> **PROBLEM DETAILS**: Return only that part of the material below which starts with the line containing "complete a request." and goes on through the line containing "how to fix it.", restated exactly.

> **RECORDS FOR PROCESSING**:
'''
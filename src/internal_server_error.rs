//! The page shown when the server could not complete a request.
use axum::{
    http::StatusCode,
    response::{Html, IntoResponse, Response},
};

use crate::html::error_view;

/// A 500 page with a short description of what went wrong and how to fix it.
pub struct InternalServerError<'a> {
    pub description: &'a str,
    pub fix: &'a str,
}

impl Default for InternalServerError<'_> {
    fn default() -> Self {
        Self {
            description: "Sorry, something went wrong.",
            fix: "Try again later or check the server logs",
        }
    }
}

impl IntoResponse for InternalServerError<'_> {
    fn into_response(self) -> Response {
        let page = error_view("Internal Server Error", "500", self.description, self.fix);

        (StatusCode::INTERNAL_SERVER_ERROR, Html(page.into_string())).into_response()
    }
}

/// Route handler for the generic error page that HTMX requests are redirected to.
pub async fn get_internal_server_error_page() -> Response {
    InternalServerError::default().into_response()
}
'''
> **SOLUTION TO THIS TASK**:
//! The page shown when the server could not complete a request.
use axum::{
    http::StatusCode,
    response::{Html, IntoResponse, Response},
};

use crate::html::error_view;

/// A 500 page with a short description of what went wrong and how to fix it.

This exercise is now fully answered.